When asked why they didn’t report their experiences of sexual violence at university to the police, overwhelming numbers of students felt that their experiences of sexual violence weren’t ‘serious enough’ to report to the police, that they weren’t deserving of police time, and shared distressing reasons just like these:  

“I didn’t think it was serious enough to be going to the police with”

“I don’t trust the police”

“I didn’t want anyone to know, or for my ‘friends’ at the time to get in trouble”

“I wasn’t sure what the laws were in this country”

“It’s a regular occurrence in nightclubs, I didn’t bother”

“I didn’t have information on how to report it”

“At the time, I didn’t perceive the assault to be an assault”

“The likelihood of something being done about it is so small it seems pointless. The level of rape cases that do not end in a conviction confirms this”

“It took a lot to even admit to myself what had happened, let alone try to convince someone else it had happened”

“I don’t think the law is effective enough to protect me”

“I didn’t think it was serious enough to warrant police time”

“I knew that nothing would come of it except more pain and constant reminders of what had happened to me”

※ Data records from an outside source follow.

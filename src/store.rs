//! Seams to the local storage engine.
//!
//! The storage engine itself lives elsewhere; the shard layer drives it
//! through these traits and always accesses a backing shard through a
//! [`ShardCheckout`], which guarantees the handle is returned on every exit
//! path.

use crate::engine::QueryProcessor;
use crate::protocol::{Request, Series};
use crate::query::QuerySpec;
use crate::write_buffer::WriteBuffer;
use crate::GenericError;
use async_trait::async_trait;
use std::sync::Arc;

/// One backing shard inside the local store.
#[async_trait]
pub trait LocalShardDb: std::fmt::Debug + Send + Sync {
    async fn write(&self, database: &str, series: &Series) -> Result<(), GenericError>;

    async fn query(
        &self,
        spec: &QuerySpec,
        processor: &mut dyn QueryProcessor,
    ) -> Result<(), GenericError>;

    async fn drop_database(&self, database: &str) -> Result<(), GenericError>;

    fn is_closed(&self) -> bool;
}

/// The local store holding this server's shards.
///
/// `get_or_create_shard` and `return_shard` form an acquire/release pair and
/// must support concurrent callers.
pub trait LocalShardStore: std::fmt::Debug + Send + Sync {
    /// Synchronous write, used by WAL replay.
    fn write(&self, request: &Request) -> Result<(), GenericError>;

    /// Non-blocking write through the store's write buffer.
    fn buffer_write(&self, request: Request);

    fn set_write_buffer(&self, buffer: WriteBuffer);

    fn get_or_create_shard(&self, shard_id: u32) -> Result<Arc<dyn LocalShardDb>, GenericError>;

    fn return_shard(&self, shard_id: u32);

    fn delete_shard(&self, shard_id: u32) -> Result<(), GenericError>;
}

/// A checked-out backing shard. Returns the handle to the store when
/// dropped, so early returns and errors cannot leak it.
#[derive(Debug)]
pub struct ShardCheckout<'a> {
    store: &'a dyn LocalShardStore,
    shard_id: u32,
    db: Arc<dyn LocalShardDb>,
}

impl<'a> ShardCheckout<'a> {
    pub fn acquire(store: &'a dyn LocalShardStore, shard_id: u32) -> Result<Self, GenericError> {
        let db = store.get_or_create_shard(shard_id)?;
        Ok(Self {
            store,
            shard_id,
            db,
        })
    }

    pub fn db(&self) -> &Arc<dyn LocalShardDb> {
        &self.db
    }
}

impl Drop for ShardCheckout<'_> {
    fn drop(&mut self) {
        self.store.return_shard(self.shard_id);
    }
}

#[cfg(test)]
mod tests {
    use super::*;
    use crate::test_helpers::MockShardStore;

    #[test]
    fn checkout_returns_shard_on_drop() {
        let store = MockShardStore::new();
        {
            let checkout = ShardCheckout::acquire(&store, 1).unwrap();
            assert!(!checkout.db().is_closed());
            assert_eq!(store.checkouts(), 1);
            assert_eq!(store.returns(), 0);
        }
        assert_eq!(store.returns(), 1);
    }

    #[test]
    fn failed_acquire_returns_nothing() {
        let store = MockShardStore::new();
        store.fail_next_open("no space");
        assert!(ShardCheckout::acquire(&store, 1).is_err());
        assert_eq!(store.checkouts(), 0);
        assert_eq!(store.returns(), 0);
    }
}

“I just wanted to forget about it”

“I didn’t think they would believe me because he was my boyfriend”

“I didn’t see the point”

“I didn’t have the strength”

“At the time I didn’t realise the severity of what had happened because I thought it was my fault so didn’t realise I could have reported. I didn’t know who was available to support me”

“I also don’t want to destroy their chance at life because of one mistake, even though it was a big one”

“I didn’t report any harassment, it felt inconsequential”

“I felt that I would get backlash for calling the police over it, the guy thought was a joke”

“I didn’t know what he did was illegal”

“I heard people were asked to leave the university if they phoned the police”

“Academic tutors told me to ‘pick my battles’ and concentrate on my uni work instead”

“Because I didn’t know if he was doing anything technically wrong, even though I asked him to stop over and over again”

“I’m ashamed”

“Because it happens so often I didn’t think I’d be believed”

“I’m doubtful they would have taken it seriously. Rape statistics and poor conviction rates are well known”

“I don’t think the police are interested in smaller incidents of this nature”

“I didn’t think it was that big of a deal and the police must have more serious issues to deal with – this wasn’t worth their time”

“I don’t have faith in the local police force”

“I was scared of not being taken seriously”

“There’s no point, they never get into trouble or face any consequences”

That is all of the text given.